M: I really don't understand this. Okay, now, some kind of way...they tell...they say, "Well, we could get him out." I mean, "We could put him in this program here and put him in a foster home and we could roll it over to the mentor program and say that he's in a mentor program. And he could be out going to school at the same time." But see, all this had bypassed me all along because this here...the deal that they cut...that they told Mychal's mother.
S: Okay.
M: I mean, it's just like...it's such a weird thing.
S: I just don't understand. I guess the part that I'm not clear on is, okay, I understand the plea bargain part. I listened to that on R2C2H2 the Artivist's show. I've listened to all of the shows you've been on, and I understand what the lawyer...what you feel the lawyer did wrong. I was just trying to figure out how did [Mychal Bell] go from about to serve jail time...well, he already served the ten months in jail. But how did he go from the juvenile detention center to the foster care system? That's in place of the juvenile detention center? He has to be there 'til June, and then after that, he's out.

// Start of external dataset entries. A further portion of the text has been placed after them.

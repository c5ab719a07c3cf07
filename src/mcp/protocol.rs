//! JSON-RPC 2.0 protocol implementation
//!
//! Defines the envelope types for MCP communication over stdio, the
//! protocol-level error taxonomy, and the dual (structured + text) encoding
//! of tool results.

use serde::{Deserialize, Deserializer, Serialize};
use serde_json::{Map, Value};

/// Last-resort frame written when a response cannot be serialized at all
pub const FALLBACK_INTERNAL_ERROR: &str =
    r#"{"jsonrpc":"2.0","id":null,"error":{"code":-32603,"message":"Internal error"}}"#;

/// Distinguish an absent `id` (notification) from an explicit `null`
fn present<'de, D>(deserializer: D) -> Result<Option<Value>, D::Error>
where
    D: Deserializer<'de>,
{
    Value::deserialize(deserializer).map(Some)
}

/// JSON-RPC 2.0 request
#[derive(Debug, Clone, Serialize, Deserialize)]
pub struct JsonRpcRequest {
    /// JSON-RPC version (expected "2.0")
    #[serde(default)]
    pub jsonrpc: String,

    /// Method name to invoke
    pub method: String,

    /// Parameters (object for every method this server handles)
    #[serde(default)]
    pub params: Value,

    /// Correlation id; `None` marks a notification
    #[serde(default, deserialize_with = "present", skip_serializing_if = "Option::is_none")]
    pub id: Option<Value>,
}

impl JsonRpcRequest {
    pub fn is_notification(&self) -> bool {
        self.id.is_none()
    }
}

/// JSON-RPC 2.0 response
#[derive(Debug, Clone, Serialize, Deserialize)]
pub struct JsonRpcResponse {
    /// JSON-RPC version (always "2.0")
    pub jsonrpc: String,

    /// Request ID (echoed from request, `null` when unknown)
    pub id: Option<Value>,

    /// Result (present if successful)
    #[serde(skip_serializing_if = "Option::is_none")]
    pub result: Option<Value>,

    /// Error (present if failed)
    #[serde(skip_serializing_if = "Option::is_none")]
    pub error: Option<JsonRpcError>,
}

impl JsonRpcResponse {
    /// Create a success response
    pub fn success(id: Option<Value>, result: Value) -> Self {
        Self {
            jsonrpc: "2.0".to_string(),
            id,
            result: Some(result),
            error: None,
        }
    }

    /// Create an error response
    pub fn error(id: Option<Value>, error: JsonRpcError) -> Self {
        Self {
            jsonrpc: "2.0".to_string(),
            id,
            result: None,
            error: Some(error),
        }
    }
}

/// JSON-RPC error codes used by this server
pub mod codes {
    pub const PARSE_ERROR: i32 = -32700;
    pub const INVALID_REQUEST: i32 = -32600;
    pub const METHOD_NOT_FOUND: i32 = -32601;
    pub const INVALID_PARAMS: i32 = -32602;
    pub const INTERNAL_ERROR: i32 = -32603;
    /// MCP: request arrived before the initialize handshake completed
    pub const SERVER_NOT_INITIALIZED: i32 = -32002;
}

/// JSON-RPC 2.0 error object
#[derive(Debug, Clone, PartialEq, Serialize, Deserialize)]
pub struct JsonRpcError {
    /// Error code
    pub code: i32,

    /// Error message
    pub message: String,

    /// Additional error data
    #[serde(skip_serializing_if = "Option::is_none")]
    pub data: Option<Value>,
}

impl JsonRpcError {
    fn new(code: i32, message: impl Into<String>) -> Self {
        Self {
            code,
            message: message.into(),
            data: None,
        }
    }

    /// Parse error (-32700)
    pub fn parse_error() -> Self {
        Self::new(codes::PARSE_ERROR, "Parse error")
    }

    /// Invalid request (-32600)
    pub fn invalid_request(message: impl Into<String>) -> Self {
        Self::new(codes::INVALID_REQUEST, message)
    }

    /// Method not found (-32601)
    pub fn method_not_found(method: &str) -> Self {
        Self::new(codes::METHOD_NOT_FOUND, "Method not found").with_data(Value::from(method))
    }

    /// Invalid params (-32602)
    pub fn invalid_params(detail: impl Into<String>) -> Self {
        Self::new(codes::INVALID_PARAMS, "Invalid params").with_data(Value::from(detail.into()))
    }

    /// Internal error (-32603)
    pub fn internal_error() -> Self {
        Self::new(codes::INTERNAL_ERROR, "Internal error")
    }

    /// Server not initialized (-32002)
    pub fn server_not_initialized() -> Self {
        Self::new(codes::SERVER_NOT_INITIALIZED, "Server not initialized")
    }

    fn with_data(mut self, data: Value) -> Self {
        self.data = Some(data);
        self
    }
}

/// `initialize` params; only the requested version matters here
#[derive(Debug, Clone, Default, Deserialize)]
#[serde(rename_all = "camelCase")]
pub struct InitializeParams {
    #[serde(default)]
    pub protocol_version: Option<String>,
}

/// `tools/call` params
#[derive(Debug, Clone, Deserialize)]
pub struct ToolCallParams {
    pub name: String,

    #[serde(default)]
    pub arguments: Option<Map<String, Value>>,
}

/// One entry of a tool result's `content` array
#[derive(Debug, Clone, PartialEq, Serialize, Deserialize)]
pub struct TextContent {
    #[serde(rename = "type")]
    pub kind: String,
    pub text: String,
}

impl TextContent {
    pub fn text(text: impl Into<String>) -> Self {
        Self {
            kind: "text".to_string(),
            text: text.into(),
        }
    }
}

/// Encoded outcome of a `tools/call`
///
/// Domain failures travel inside a successful envelope with `isError: true`.
#[derive(Debug, Clone, PartialEq, Serialize, Deserialize)]
#[serde(rename_all = "camelCase")]
pub struct ToolCallResult {
    pub is_error: bool,

    #[serde(skip_serializing_if = "Option::is_none")]
    pub structured_content: Option<Value>,

    pub content: Vec<TextContent>,
}

impl ToolCallResult {
    /// Wrap a successful tool value; the text payload is its compact JSON
    pub fn success(value: Value) -> Self {
        let text = serde_json::to_string(&value).unwrap_or_else(|_| value.to_string());
        Self {
            is_error: false,
            structured_content: Some(value),
            content: vec![TextContent::text(text)],
        }
    }

    /// Wrap a tool failure; the text payload is the error message
    pub fn failure(message: impl Into<String>) -> Self {
        Self {
            is_error: true,
            structured_content: None,
            content: vec![TextContent::text(message)],
        }
    }

    pub fn from_result<E: std::fmt::Display>(result: Result<Value, E>) -> Self {
        match result {
            Ok(value) => Self::success(value),
            Err(e) => Self::failure(e.to_string()),
        }
    }
}

#[cfg(test)]
mod tests {
    use super::*;
    use serde_json::json;

    #[test]
    fn test_request_serialization() {
        let request = JsonRpcRequest {
            jsonrpc: "2.0".to_string(),
            method: "tools/list".to_string(),
            params: json!({}),
            id: Some(json!(1)),
        };

        let json = serde_json::to_string(&request).unwrap();
        assert!(json.contains("\"jsonrpc\":\"2.0\""));
        assert!(json.contains("\"method\":\"tools/list\""));
    }

    #[test]
    fn test_notification_vs_null_id() {
        let notification: JsonRpcRequest =
            serde_json::from_str(r#"{"jsonrpc":"2.0","method":"notifications/initialized"}"#)
                .unwrap();
        assert!(notification.is_notification());

        let null_id: JsonRpcRequest =
            serde_json::from_str(r#"{"jsonrpc":"2.0","id":null,"method":"ping"}"#).unwrap();
        assert_eq!(null_id.id, Some(Value::Null));
        assert!(!null_id.is_notification());
    }

    #[test]
    fn test_response_serialization() {
        let response = JsonRpcResponse::success(Some(json!(1)), json!({"status": "ok"}));

        let json = serde_json::to_string(&response).unwrap();
        assert!(json.contains("\"jsonrpc\":\"2.0\""));
        assert!(json.contains("\"result\""));
        assert!(!json.contains("\"error\""));
    }

    #[test]
    fn test_error_response() {
        let response = JsonRpcResponse::error(
            Some(json!(1)),
            JsonRpcError::method_not_found("invalid_method"),
        );

        let json = serde_json::to_string(&response).unwrap();
        assert!(json.contains("\"error\""));
        assert!(json.contains("-32601"));
        assert!(!json.contains("\"result\""));
    }

    #[test]
    fn test_parse_error_has_null_id() {
        let response = JsonRpcResponse::error(None, JsonRpcError::parse_error());
        let value = serde_json::to_value(&response).unwrap();
        assert_eq!(value["id"], Value::Null);
        assert_eq!(value["error"]["code"], json!(-32700));
    }

    #[test]
    fn test_fallback_frame_is_valid_json() {
        let value: Value = serde_json::from_str(FALLBACK_INTERNAL_ERROR).unwrap();
        assert_eq!(value["error"]["code"], json!(codes::INTERNAL_ERROR));
    }

    #[test]
    fn test_tool_result_success_encoding() {
        let result = ToolCallResult::success(json!({"ok": true}));
        let value = serde_json::to_value(&result).unwrap();

        assert_eq!(value["isError"], json!(false));
        assert_eq!(value["structuredContent"], json!({"ok": true}));
        assert_eq!(value["content"][0]["type"], json!("text"));
        assert_eq!(value["content"][0]["text"], json!("{\"ok\":true}"));
    }

    #[test]
    fn test_tool_result_failure_encoding() {
        let result = ToolCallResult::failure("taskId is required");
        let value = serde_json::to_value(&result).unwrap();

        assert_eq!(value["isError"], json!(true));
        assert!(value.get("structuredContent").is_none());
        assert_eq!(value["content"][0]["text"], json!("taskId is required"));
    }

    #[test]
    fn test_tool_call_params_arguments_optional() {
        let params: ToolCallParams = serde_json::from_value(json!({"name": "list_projects"})).unwrap();
        assert!(params.arguments.is_none());

        let bad = serde_json::from_value::<ToolCallParams>(json!({"name": "x", "arguments": [1]}));
        assert!(bad.is_err());
    }
}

M: Well, like I say, that's still not clear with me 'cause I mean...I have not been communicating with them 'cause I'm on a different road from his mother.
S: Okay.
M: So she communicates with them. You understand what I'm saying?
S: Yeah yeah yeah. I would have...that would be something that his mom would have to answer. You wouldn't be able to...that wasn't in the plea bargain? I don't understand why that wasn't in the plea bargain that he would be able to serve that time in foster care.
M: Let me tell you what this is. See, there's six kids involved in this.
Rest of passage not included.